Eventually the older one got up, but by now the younger one wouldn't sit down. The possibility arose that the pair of them might suddenly run off and roam the aisles in a circuitous, destructive escape bid - while she pushed an empty pram for hours down the canyons between the shelves, calling their names in vain.
- Will you sit down? She asked – and he complained and refused.
- Please sit down, she implored him.
And still he refused. I saw her shoulders slump.
- If I give you money, will you sit down?
And she began to rummage in her purse for change.
I got through the checkout and headed for the exit. Ahead of me, an enormous woman was pushing a trolley, packed mountainously high with groceries. This was a large woman in her early 30s – with a stern, long-suffering look, about six feet tall, rolls of fat and muscle across her shoulders and torso. Ahead of her, her husband pushed a similar trolley, also packed to the bows with teetering, loose bags of shopping.
He was also large – a big, shapeless guy with swinging limbs and a kind of beaten, defeated look. In front of him, in the little folding seat of the trolley, his little boy was leaning over backwards, attempting to grab tasty items out of the shopping bags.
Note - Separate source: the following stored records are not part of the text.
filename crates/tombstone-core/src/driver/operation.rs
use crate::stmt::{Type, Value};

#[derive(Debug, Clone, PartialEq)]
pub enum Operation {
    /// A statement returning rows
    Query(QuerySql),

    /// A statement returning the number of affected rows
    Execute(ExecSql),
}

#[derive(Debug, Clone, PartialEq)]
pub struct QuerySql {
    pub sql: String,
    pub params: Vec<Value>,

    /// Types of the returned columns, in order
    pub ret: Vec<Type>,
}

#[derive(Debug, Clone, PartialEq)]
pub struct ExecSql {
    pub sql: String,
    pub params: Vec<Value>,
}

impl Operation {
    pub fn query(sql: impl Into<String>, params: Vec<Value>, ret: Vec<Type>) -> Operation {
        Operation::Query(QuerySql {
            sql: sql.into(),
            params,
            ret,
        })
    }

    pub fn execute(sql: impl Into<String>, params: Vec<Value>) -> Operation {
        Operation::Execute(ExecSql {
            sql: sql.into(),
            params,
        })
    }

    pub fn sql(&self) -> &str {
        match self {
            Operation::Query(op) => &op.sql,
            Operation::Execute(op) => &op.sql,
        }
    }

    pub fn params(&self) -> &[Value] {
        match self {
            Operation::Query(op) => &op.params,
            Operation::Execute(op) => &op.params,
        }
    }
}
use super::Serializer;

/// SQL dialect a [`Serializer`] writes.
#[derive(Debug, Clone, Copy, PartialEq, Eq)]
pub enum Flavor {
    Postgresql,
    Sqlite,
    Mysql,
}

impl Serializer {
    pub fn new(flavor: Flavor) -> Serializer {
        Serializer { flavor }
    }

    pub fn flavor(&self) -> Flavor {
        self.flavor
    }

    pub fn sqlite() -> Serializer {
        Serializer {
            flavor: Flavor::Sqlite,
        }
    }

    pub fn postgresql() -> Serializer {
        Serializer {
            flavor: Flavor::Postgresql,
        }
    }

    pub fn mysql() -> Serializer {
        Serializer {
            flavor: Flavor::Mysql,
        }
    }

    pub(super) fn is_sqlite(&self) -> bool {
        matches!(self.flavor, Flavor::Sqlite)
    }

    pub(super) fn is_mysql(&self) -> bool {
        matches!(self.flavor, Flavor::Mysql)
    }
}
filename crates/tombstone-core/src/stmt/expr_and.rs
use super::*;

use std::ops;

#[derive(Debug, Clone, PartialEq)]
pub struct ExprAnd {
    pub operands: Vec<Expr>,
}

impl Expr {
    pub fn and(lhs: impl Into<Self>, rhs: impl Into<Self>) -> Self {
        let mut lhs = lhs.into();
        let rhs = rhs.into();

        match (&mut lhs, rhs) {
            (expr, rhs) if expr.is_true() => rhs,
            (_, expr) if expr.is_true() => lhs,
            (Self::And(lhs_and), Self::And(rhs_and)) => {
                lhs_and.operands.extend(rhs_and.operands);
                lhs
            }
            (Self::And(lhs_and), rhs) => {
                lhs_and.operands.push(rhs);
                lhs
            }
            (_, Self::And(mut rhs_and)) => {
                rhs_and.operands.insert(0, lhs);
                rhs_and.into()
            }
            (_, rhs) => ExprAnd {
                operands: vec![lhs, rhs],
            }
            .into(),
        }
    }

    pub fn and_from_vec(operands: Vec<Self>) -> Self {
        if operands.is_empty() {
            return true.into();
        }

        if operands.len() == 1 {
            return operands.into_iter().next().unwrap();
        }

        ExprAnd { operands }.into()
    }

    /// Groups `operands` in a single AND expression without flattening or
    /// simplifying them. The group is rendered as one parenthesized term.
    pub fn and_group(operands: Vec<Self>) -> Self {
        ExprAnd { operands }.into()
    }
}

impl ops::Deref for ExprAnd {
    type Target = [Expr];

    fn deref(&self) -> &Self::Target {
        self.operands.deref()
    }
}

impl<'a> IntoIterator for &'a ExprAnd {
    type IntoIter = std::slice::Iter<'a, Expr>;
    type Item = &'a Expr;

    fn into_iter(self) -> Self::IntoIter {
        self.operands.iter()
    }
}

impl From<ExprAnd> for Expr {
    fn from(value: ExprAnd) -> Self {
        Self::And(value)
    }
}
use super::{Db, Shared};
use crate::Result;

use chrono::{DateTime, Utc};
use std::sync::Arc;
use tokio::sync::Mutex;
use tombstone_core::{driver::Driver, schema::Model, stmt::BuildContext, Schema};
use tombstone_sql::{Flavor, Serializer};

#[derive(Debug, Default)]
pub struct Builder {
    /// Registered model definitions
    models: Vec<Model>,

    /// Prefix added to every table name
    table_name_prefix: Option<String>,

    /// Clock override for timestamps written while building statements
    now: Option<fn() -> DateTime<Utc>>,

    /// SQL flavor. Inferred from the driver URL when not set.
    flavor: Option<Flavor>,
}

impl Builder {
    pub fn register(&mut self, model: Model) -> &mut Self {
        self.models.push(model);
        self
    }

    /// Set the table name prefix for all tables
    pub fn table_name_prefix(&mut self, prefix: &str) -> &mut Self {
        self.table_name_prefix = Some(prefix.to_string());
        self
    }

    /// Set the clock used for timestamps written by statement modifiers
    pub fn now(&mut self, now: fn() -> DateTime<Utc>) -> &mut Self {
        self.now = Some(now);
        self
    }

    pub fn flavor(&mut self, flavor: Flavor) -> &mut Self {
        self.flavor = Some(flavor);
        self
    }

    pub fn build_schema(&self) -> Result<Schema> {
        let models = self.models.iter().map(|model| match &self.table_name_prefix {
            Some(prefix) => model.with_table_prefix(prefix),
            None => model.clone(),
        });

        Schema::from_models(models)
    }

    pub async fn connect(&mut self, url: &str) -> Result<Db> {
        let driver = super::connect::driver(url)?;
        self.build(driver).await
    }

    pub async fn build(&mut self, driver: impl Driver) -> Result<Db> {
        let schema = self.build_schema()?;

        let flavor = match self.flavor {
            Some(flavor) => flavor,
            None => super::connect::flavor(&driver.url())?,
        };

        let mut cx = BuildContext::new(Arc::new(Serializer::new(flavor)));
        if let Some(now) = self.now {
            cx.now = now;
        }

        let connection = driver.connect().await?;

        tracing::debug!(url = %driver.url(), ?flavor, models = schema.models().count(), "connected");

        Ok(Db {
            shared: Arc::new(Shared {
                schema,
                cx: Arc::new(cx),
                connection: Mutex::new(connection),
            }),
        })
    }
}
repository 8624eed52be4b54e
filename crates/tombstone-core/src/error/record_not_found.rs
use super::Error;

/// Error when a record lookup returns no results.
#[derive(Debug)]
pub(super) struct RecordNotFoundError {
    pub(super) context: Option<Box<str>>,
}

impl std::error::Error for RecordNotFoundError {}

impl core::fmt::Display for RecordNotFoundError {
    fn fmt(&self, f: &mut core::fmt::Formatter) -> core::fmt::Result {
        f.write_str("record not found")?;
        if let Some(ref ctx) = self.context {
            write!(f, ": {}", ctx)?;
        }
        Ok(())
    }
}

impl Error {
    /// Creates a record not found error with the given context.
    pub fn record_not_found(context: impl Into<String>) -> Error {
        Error::from(super::ErrorKind::RecordNotFound(RecordNotFoundError {
            context: Some(context.into().into()),
        }))
    }

    /// Returns `true` if this error is a record not found error.
    pub fn is_record_not_found(&self) -> bool {
        matches!(self.kind(), super::ErrorKind::RecordNotFound(_))
    }
}
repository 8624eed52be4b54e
use super::{Delimited, Formatter, Ident, Params, ToSql};

use tombstone_core::stmt::{self, Expr, TableRef};

impl ToSql for &stmt::Expr {
    fn to_sql<P: Params>(self, f: &mut Formatter<'_, P>) {
        use stmt::Expr::*;

        match self {
            And(expr) => Conditions(&expr.operands).to_sql(f),
            BinaryOp(expr) => match (&*expr.rhs, expr.op) {
                (rhs, stmt::BinaryOp::Eq) if rhs.is_value_null() => {
                    fmt!(f, expr.lhs " IS NULL")
                }
                (rhs, stmt::BinaryOp::Ne) if rhs.is_value_null() => {
                    fmt!(f, expr.lhs " IS NOT NULL")
                }
                _ => {
                    assert!(!expr.lhs.is_value_null());
                    assert!(!expr.rhs.is_value_null());

                    fmt!(f, expr.lhs " " expr.op " " expr.rhs);
                }
            },
            Column(expr_column) => match &expr_column.table {
                None => fmt!(f, Ident(&expr_column.name)),
                Some(TableRef::Current) => {
                    let table = f.table;
                    fmt!(f, Ident(table) "." Ident(&expr_column.name))
                }
                Some(TableRef::Named(table)) => {
                    fmt!(f, Ident(table) "." Ident(&expr_column.name))
                }
            },
            InList(expr) => {
                fmt!(f, expr.expr " IN " expr.list);
            }
            IsNull(expr) => {
                if expr.negate {
                    fmt!(f, expr.expr " IS NOT NULL");
                } else {
                    fmt!(f, expr.expr " IS NULL");
                }
            }
            Not(expr) => {
                fmt!(f, "NOT " Term(&expr.expr));
            }
            Or(expr) => {
                fmt!(f, Delimited(expr.operands.iter().map(Term), " OR "));
            }
            Record(expr) => {
                fmt!(f, "(" Delimited(&expr.fields, ", ") ")");
            }
            Value(value) => value.to_sql(f),
        }
    }
}

impl ToSql for &Box<Expr> {
    fn to_sql<P: Params>(self, f: &mut Formatter<'_, P>) {
        (**self).to_sql(f)
    }
}

impl ToSql for &stmt::BinaryOp {
    fn to_sql<P: Params>(self, f: &mut Formatter<'_, P>) {
        f.dst.push_str(match self {
            stmt::BinaryOp::Eq => "=",
            stmt::BinaryOp::Gt => ">",
            stmt::BinaryOp::Ge => ">=",
            stmt::BinaryOp::Lt => "<",
            stmt::BinaryOp::Le => "<=",
            stmt::BinaryOp::Ne => "<>",
        })
    }
}

impl ToSql for stmt::BinaryOp {
    fn to_sql<P: Params>(self, f: &mut Formatter<'_, P>) {
        (&self).to_sql(f)
    }
}

/// A list of conditions joined with `AND`, except or-chained terms which are
/// joined with `OR`.
pub(super) struct Conditions<'a>(pub(super) &'a [Expr]);

impl ToSql for Conditions<'_> {
    fn to_sql<P: Params>(self, f: &mut Formatter<'_, P>) {
        for (i, expr) in self.0.iter().enumerate() {
            if i > 0 {
                let joiner = if expr.is_or_chained() { " OR " } else { " AND " };
                fmt!(f, joiner);
            }

            fmt!(f, Term(expr));
        }
    }
}

/// An expression used as an operand of AND / OR. Groups of more than one
/// condition are parenthesized so they keep their precedence.
pub(super) struct Term<'a>(pub(super) &'a Expr);

impl ToSql for Term<'_> {
    fn to_sql<P: Params>(self, f: &mut Formatter<'_, P>) {
        match self.0 {
            Expr::And(expr) if expr.operands.len() > 1 => {
                fmt!(f, "(" Conditions(&expr.operands) ")")
            }
            Expr::And(expr) => Conditions(&expr.operands).to_sql(f),
            Expr::Or(expr) if expr.operands.len() > 1 => fmt!(f, "(" self.0 ")"),
            Expr::Or(expr) => {
                for operand in &expr.operands {
                    Term(operand).to_sql(f);
                }
            }
            expr => expr.to_sql(f),
        }
    }
}
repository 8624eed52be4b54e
use crate::QueryClause;

use tombstone_core::stmt::{Statement, StatementModifier};

/// Keeps UPDATE statements away from soft-deleted rows.
#[derive(Debug, Clone)]
pub struct UpdateClause {
    query: QueryClause,
}

impl UpdateClause {
    pub fn new(query: QueryClause) -> UpdateClause {
        UpdateClause { query }
    }
}

impl StatementModifier for UpdateClause {
    fn modify_statement(&self, stmt: &mut Statement) {
        if !stmt.is_built() && !stmt.unscoped {
            self.query.apply(stmt);
        }
    }
}
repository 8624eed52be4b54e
use super::{Field, Model, ModelId};
use crate::{Error, Result};

use std::collections::HashSet;

/// Builds a [`Model`], validating its fields and collecting the statement
/// modifiers contributed by field hooks.
#[derive(Debug)]
pub struct ModelBuilder {
    name: String,
    table: Option<String>,
    fields: Vec<Field>,
}

impl ModelBuilder {
    pub(super) fn new(name: impl Into<String>) -> ModelBuilder {
        ModelBuilder {
            name: name.into(),
            table: None,
            fields: vec![],
        }
    }

    /// Sets the table name. Defaults to the model name.
    pub fn table(mut self, table: impl Into<String>) -> Self {
        self.table = Some(table.into());
        self
    }

    pub fn field(mut self, field: Field) -> Self {
        self.fields.push(field);
        self
    }

    pub fn build(self) -> Result<Model> {
        let table = self.table.unwrap_or_else(|| self.name.clone());

        if self.fields.is_empty() {
            return Err(Error::invalid_schema(format!(
                "model `{}` declares no fields",
                self.name
            )));
        }

        let mut columns = HashSet::new();
        for field in &self.fields {
            if !columns.insert(field.column_name()) {
                return Err(Error::invalid_schema(format!(
                    "duplicate column `{}` in table `{table}`",
                    field.column_name()
                )));
            }
        }

        let primary_key = self
            .fields
            .iter()
            .enumerate()
            .filter(|(_, field)| field.primary_key)
            .map(|(index, _)| index)
            .collect();

        let mut model = Model {
            id: ModelId::default(),
            name: self.name,
            table,
            fields: vec![],
            primary_key,
            query_clauses: vec![],
            update_clauses: vec![],
            delete_clauses: vec![],
        };

        for field in &self.fields {
            let Some(hooks) = &field.hooks else {
                continue;
            };

            model
                .query_clauses
                .extend(hooks.query_clauses(field, &self.fields)?);
            model
                .update_clauses
                .extend(hooks.update_clauses(field, &self.fields)?);
            model
                .delete_clauses
                .extend(hooks.delete_clauses(field, &self.fields)?);
        }

        model.fields = self.fields;
        Ok(model)
    }
}
use super::{Comma, Formatter, Params, ToSql};

use tombstone_core::stmt;

impl ToSql for &stmt::Value {
    fn to_sql<P: Params>(self, f: &mut Formatter<'_, P>) {
        use stmt::Value::*;

        match self {
            Record(fields) => {
                fmt!(f, "(" Comma(fields) ")");
            }
            List(values) => {
                fmt!(f, "(" Comma(values) ")");
            }
            value => {
                let placeholder = f.params.push(value);
                fmt!(f, placeholder)
            }
        }
    }
}

/// A value written inline, for DDL where parameters are not allowed.
pub(super) struct Literal<'a>(pub(super) &'a stmt::Value);

impl ToSql for Literal<'_> {
    fn to_sql<P: Params>(self, f: &mut Formatter<'_, P>) {
        use std::fmt::Write;
        use stmt::Value::*;

        match self.0 {
            Null => f.dst.push_str("NULL"),
            Bool(true) => f.dst.push_str("TRUE"),
            Bool(false) => f.dst.push_str("FALSE"),
            I64(v) => write!(f.dst, "{v}").unwrap(),
            String(v) => {
                f.dst.push('\'');
                f.dst.push_str(&v.replace('\'', "''"));
                f.dst.push('\'');
            }
            Timestamp(v) => {
                write!(f.dst, "'{}'", v.to_rfc3339()).unwrap();
            }
            value => todo!("literal value={value:#?}"),
        }
    }
}
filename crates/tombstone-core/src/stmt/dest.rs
use super::{Expr, Record, Statement, Value};

/// Records bound to a statement, either as its destination or as its model
/// value.
#[derive(Debug, Clone, Default, PartialEq)]
pub enum Dest {
    /// Nothing bound.
    #[default]
    None,

    /// A single record.
    One(Record),

    /// A batch of records.
    Many(Vec<Record>),
}

impl Dest {
    pub fn is_none(&self) -> bool {
        matches!(self, Dest::None)
    }

    /// Returns `true` when records are bound and can be written back to.
    pub fn is_addressable(&self) -> bool {
        !self.is_none()
    }

    pub fn records(&self) -> &[Record] {
        match self {
            Dest::None => &[],
            Dest::One(record) => std::slice::from_ref(record),
            Dest::Many(records) => records,
        }
    }

    pub fn records_mut(&mut self) -> &mut [Record] {
        match self {
            Dest::None => &mut [],
            Dest::One(record) => std::slice::from_mut(record),
            Dest::Many(records) => records,
        }
    }

    /// Identity values of the bound records for the given key columns, with
    /// duplicates and zero keys removed.
    pub fn identity_values(&self, columns: &[&str]) -> Vec<Value> {
        let mut values: Vec<Value> = vec![];

        for value in self.records().iter().filter_map(|r| r.identity(columns)) {
            if !values.contains(&value) {
                values.push(value);
            }
        }

        values
    }
}

impl Statement {
    /// Condition selecting the rows identified by `dest`: `pk IN (...)`, or
    /// `(pk1, pk2) IN ((..), ..)` for composite keys. `None` when the statement
    /// has no model or no record in `dest` carries a non-zero key.
    pub fn key_condition(&self, dest: &Dest) -> Option<Expr> {
        let model = self.schema.as_ref()?;
        let columns = model.primary_key_columns();
        let values = dest.identity_values(&columns);

        if values.is_empty() {
            return None;
        }

        let column = match &columns[..] {
            [column] => Expr::current_column(*column),
            columns => Expr::record(columns.iter().map(|c| Expr::current_column(*c))),
        };

        Some(Expr::in_list(column, Value::list_from_vec(values)))
    }
}

impl From<Record> for Dest {
    fn from(value: Record) -> Self {
        Dest::One(value)
    }
}

impl From<Vec<Record>> for Dest {
    fn from(value: Vec<Record>) -> Self {
        Dest::Many(value)
    }
}
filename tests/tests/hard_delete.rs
use pretty_assertions::assert_eq;
use tests::{models, Test};
use tombstone::{record, stmt::Expr};

#[tokio::test]
async fn models_without_soft_delete_remove_rows() {
    let t = Test::new([models::tag()]).await;
    let tags = || t.db.model("Tag").unwrap();

    tags()
        .create(record! { "id" => 1, "label" => "red" })
        .await
        .unwrap();
    t.clear_log();

    let affected = tags().dest(record! { "id" => 1 }).delete().await.unwrap();
    assert_eq!(affected, 1);
    assert_eq!(
        t.log(),
        [r#"DELETE FROM "tags" WHERE "tags"."id" IN (?1)"#]
    );
    assert!(t.raw_row("tags", 1).await.is_none());
}

#[tokio::test]
async fn unscoped_delete_removes_soft_deletable_rows() {
    let t = Test::new([models::user()]).await;
    let users = || t.db.model("User").unwrap();

    users()
        .create(record! { "id" => 1, "name" => "ann" })
        .await
        .unwrap();
    t.clear_log();

    users()
        .unscoped()
        .dest(record! { "id" => 1 })
        .delete()
        .await
        .unwrap();

    assert_eq!(
        t.log(),
        [r#"DELETE FROM "users" WHERE "users"."id" IN (?1)"#]
    );
    assert_eq!(users().unscoped().count().await.unwrap(), 0);
}

#[tokio::test]
async fn delete_without_key_or_condition_is_refused() {
    for model in [models::user(), models::tag()] {
        let name = model.name.clone();
        let t = Test::new([model]).await;

        let err = t.db.model(&name).unwrap().delete().await.unwrap_err();
        assert!(err.is_missing_where_clause(), "model={name}; err={err}");

        // A record without a key does not scope the delete either
        let err = t
            .db
            .model(&name)
            .unwrap()
            .dest(record! { "id" => 0 })
            .delete()
            .await
            .unwrap_err();
        assert!(err.is_missing_where_clause(), "model={name}; err={err}");

        assert!(t.log().is_empty());
    }
}

#[tokio::test]
async fn global_soft_delete_when_allowed() {
    let t = Test::new([models::user()]).await;
    let users = || t.db.model("User").unwrap();

    for (id, name) in [(1, "ann"), (2, "bob")] {
        users()
            .create(record! { "id" => id, "name" => name })
            .await
            .unwrap();
    }

    assert_eq!(users().allow_global_update().delete().await.unwrap(), 2);
    assert_eq!(users().count().await.unwrap(), 0);
    assert_eq!(users().unscoped().count().await.unwrap(), 2);
}

#[tokio::test]
async fn hard_delete_by_condition() {
    let t = Test::new([models::tag()]).await;
    let tags = || t.db.model("Tag").unwrap();

    for (id, label) in [(1, "red"), (2, "blue")] {
        tags()
            .create(record! { "id" => id, "label" => label })
            .await
            .unwrap();
    }

    let affected = tags()
        .filter(Expr::eq(Expr::column("label"), "red"))
        .delete()
        .await
        .unwrap();
    assert_eq!(affected, 1);
    assert_eq!(tags().count().await.unwrap(), 1);
}

#[tokio::test]
async fn or_filters_do_not_widen_a_keyed_hard_delete() {
    let t = Test::new([models::tag()]).await;
    let tags = || t.db.model("Tag").unwrap();

    for (id, label) in [(1, "red"), (2, "blue"), (7, "blue")] {
        tags()
            .create(record! { "id" => id, "label" => label })
            .await
            .unwrap();
    }
    t.clear_log();

    let affected = tags()
        .filter(Expr::eq(Expr::column("label"), "red"))
        .or_filter(Expr::eq(Expr::column("label"), "blue"))
        .dest(record! { "id" => 7 })
        .delete()
        .await
        .unwrap();
    assert_eq!(affected, 1);
    assert_eq!(
        t.log(),
        [r#"DELETE FROM "tags" WHERE ("label" = ?1 OR "label" = ?2) AND "tags"."id" IN (?3)"#]
    );
    assert_eq!(tags().count().await.unwrap(), 2);
}
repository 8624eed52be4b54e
use crate::SoftDelete;

use chrono::{DateTime, TimeZone, Utc};
use std::sync::Arc;
use tombstone_core::{
    schema::{Field, Model},
    stmt::{BuildContext, Clause, Dest, Filter, Op, Select, Statement, Type},
};
use tombstone_sql::Serializer;

pub(crate) fn fixed_now() -> DateTime<Utc> {
    Utc.with_ymd_and_hms(2024, 5, 1, 12, 0, 0).unwrap()
}

fn cx() -> Arc<BuildContext> {
    let mut cx = BuildContext::new(Arc::new(Serializer::sqlite()));
    cx.now = fixed_now;
    Arc::new(cx)
}

fn id() -> Field {
    Field::new("id", Type::I64).primary_key()
}

pub(crate) fn users() -> Model {
    Model::builder("User")
        .table("users")
        .field(id())
        .field(Field::new("name", Type::String))
        .field(
            Field::new("deleted", Type::Bool)
                .default_value(false)
                .hooks(SoftDelete::new()),
        )
        .build()
        .unwrap()
}

pub(crate) fn archived_users() -> Model {
    Model::builder("User")
        .table("users")
        .field(id())
        .field(
            Field::new("deleted", Type::Bool)
                .default_value(false)
                .hooks(SoftDelete::new().companion("deleted_at")),
        )
        .field(Field::new("deleted_at", Type::Timestamp).default_null())
        .build()
        .unwrap()
}

pub(crate) fn flagged_users() -> Model {
    Model::builder("User")
        .table("users")
        .field(id())
        .field(
            Field::new("deleted", Type::Bool)
                .default_value(false)
                .hooks(SoftDelete::new().companion("hidden")),
        )
        .field(Field::new("hidden", Type::Bool).default_value(false))
        .build()
        .unwrap()
}

pub(crate) fn notes() -> Model {
    Model::builder("Note")
        .table("notes")
        .field(id())
        .field(Field::new("title", Type::String))
        .field(
            Field::new("archived", Type::Bool)
                .default_null()
                .hooks(SoftDelete::new()),
        )
        .build()
        .unwrap()
}

pub(crate) fn memberships() -> Model {
    Model::builder("Membership")
        .table("memberships")
        .field(Field::new("org", Type::I64).primary_key())
        .field(Field::new("user", Type::I64).primary_key())
        .field(
            Field::new("deleted", Type::Bool)
                .default_value(false)
                .hooks(SoftDelete::new()),
        )
        .build()
        .unwrap()
}

pub(crate) fn statement(model: &Model, op: Op) -> Statement {
    Statement::for_model(op, Arc::new(model.clone()), cx())
}

/// A default-scoped SELECT with the model's query modifiers applied.
pub(crate) fn query(model: &Model, filter: impl Into<Filter>) -> Statement {
    let mut stmt = statement(model, Op::Query);
    stmt.add_clause(Select::star());
    stmt.add_clause(filter.into());

    for modifier in &model.query_clauses {
        stmt.add_modifier(modifier.clone());
    }

    stmt
}

/// A DELETE bound to `dest` with the model's delete modifiers applied.
pub(crate) fn delete(model: &Model, dest: impl Into<Dest>) -> Statement {
    let mut stmt = statement(model, Op::Delete);
    stmt.add_clause(Clause::Delete);
    stmt.add_clause(Clause::From);
    stmt.dest = dest.into();
    stmt.model = stmt.dest.clone();

    for modifier in &model.delete_clauses {
        stmt.add_modifier(modifier.clone());
    }

    stmt
}
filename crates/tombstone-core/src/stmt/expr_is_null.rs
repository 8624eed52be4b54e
use super::Expr;

/// Tests whether an expression is null.
///
/// ```text
/// is_null(x)      // x IS NULL
/// is_not_null(x)  // x IS NOT NULL
/// ```
#[derive(Debug, Clone, PartialEq)]
pub struct ExprIsNull {
    /// When `true`, this is an "is not null" check.
    pub negate: bool,

    /// The expression to check for null.
    pub expr: Box<Expr>,
}

impl Expr {
    pub fn is_null(expr: impl Into<Self>) -> Self {
        ExprIsNull {
            negate: false,
            expr: Box::new(expr.into()),
        }
        .into()
    }

    pub fn is_not_null(expr: impl Into<Self>) -> Self {
        ExprIsNull {
            negate: true,
            expr: Box::new(expr.into()),
        }
        .into()
    }
}

impl From<ExprIsNull> for Expr {
    fn from(value: ExprIsNull) -> Self {
        Self::IsNull(value)
    }
}
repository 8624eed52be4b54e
use super::Expr;

/// Which table a column reference is qualified with.
#[derive(Debug, Clone, PartialEq, Eq)]
pub enum TableRef {
    /// Qualify with the table of the statement being built, whatever it ends
    /// up being called.
    Current,

    /// Qualify with an explicit table name.
    Named(String),
}

#[derive(Debug, Clone, PartialEq, Eq)]
pub struct ExprColumn {
    /// Optional table qualifier. Unqualified columns render as a bare name.
    pub table: Option<TableRef>,

    /// Column name in the database.
    pub name: String,
}

impl Expr {
    /// A bare column reference.
    pub fn column(name: impl Into<String>) -> Self {
        ExprColumn {
            table: None,
            name: name.into(),
        }
        .into()
    }

    /// A column reference qualified with the current table.
    pub fn current_column(name: impl Into<String>) -> Self {
        ExprColumn {
            table: Some(TableRef::Current),
            name: name.into(),
        }
        .into()
    }

    pub fn as_column(&self) -> Option<&ExprColumn> {
        match self {
            Self::Column(column) => Some(column),
            _ => None,
        }
    }
}

impl From<ExprColumn> for Expr {
    fn from(value: ExprColumn) -> Self {
        Self::Column(value)
    }
}
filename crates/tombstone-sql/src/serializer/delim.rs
use super::{Formatter, Params, ToSql};

/// Comma delimited
pub(super) struct Comma<L>(pub(super) L);

/// Delimited by an arbitrary separator
pub(super) struct Delimited<L>(pub(super) L, pub(super) &'static str);

impl<L> ToSql for Comma<L>
where
    L: IntoIterator,
    L::Item: ToSql,
{
    fn to_sql<P: Params>(self, f: &mut Formatter<'_, P>) {
        Delimited(self.0, ", ").to_sql(f);
    }
}

impl<L> ToSql for Delimited<L>
where
    L: IntoIterator,
    L::Item: ToSql,
{
    fn to_sql<P: Params>(self, f: &mut Formatter<'_, P>) {
        let mut s = "";
        for i in self.0 {
            fmt!(f, s i);
            s = self.1;
        }
    }
}
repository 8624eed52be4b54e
pub mod serializer;
pub use serializer::{Flavor, Params, Placeholder, Serializer};
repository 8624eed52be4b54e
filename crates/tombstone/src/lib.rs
pub mod db;
pub use db::Db;

mod scope;
pub use scope::Scope;

pub use tombstone_core::{driver, err, record, schema, stmt, Error, Result};

pub use tombstone_sql::Flavor;
//! Models shared by the integration tests.

use tombstone::{
    schema::{Field, Model},
    stmt::Type,
};
use tombstone_soft_delete::SoftDelete;

fn id() -> Field {
    Field::new("id", Type::I64).primary_key()
}

/// Soft deleted through `deleted`, stamping `deleted_at`.
pub fn user() -> Model {
    Model::builder("User")
        .table("users")
        .field(id())
        .field(Field::new("name", Type::String))
        .field(
            Field::new("deleted", Type::Bool)
                .default_value(false)
                .hooks(SoftDelete::new().companion("deleted_at")),
        )
        .field(Field::new("deleted_at", Type::Timestamp).default_null())
        .build()
        .unwrap()
}

/// Soft deleted through a boolean column named `deleted_at`.
pub fn item() -> Model {
    Model::builder("Item")
        .table("items")
        .field(id())
        .field(Field::new("name", Type::String).default_value(""))
        .field(
            Field::new("deleted_at", Type::Bool)
                .default_value(false)
                .hooks(SoftDelete::new()),
        )
        .build()
        .unwrap()
}

/// Uses null as the active-row sentinel.
pub fn note() -> Model {
    Model::builder("Note")
        .table("notes")
        .field(id())
        .field(Field::new("title", Type::String))
        .field(
            Field::new("archived", Type::Bool)
                .default_null()
                .hooks(SoftDelete::new()),
        )
        .build()
        .unwrap()
}

/// No soft delete.
pub fn tag() -> Model {
    Model::builder("Tag")
        .table("tags")
        .field(id())
        .field(Field::new("label", Type::String))
        .build()
        .unwrap()
}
His father, muttering under his breath, was snatching the bags and jars from his grasp, and putting them back into the bags with one hand, and trying to keep the trolley moving with the other.
Between him and his wife, their little girl sat down heavily on one of the chairs near the café.
- Move, you, said the mother to the daughter.
The little girl, tired and with a slightly mischievous look, stayed where she was and thought about disobedience.
- MOVE!! Roared her mother suddenly, the Sunday afternoon shoppers glancing over as they loaded their own trolleys.
- MOVE… Or be DRAGGED.
And up she got, maybe six years old, and headed for the exit between the trolleys, and back to the family home, to fill the cupboards and the freezer and the fridge, until the same time next week.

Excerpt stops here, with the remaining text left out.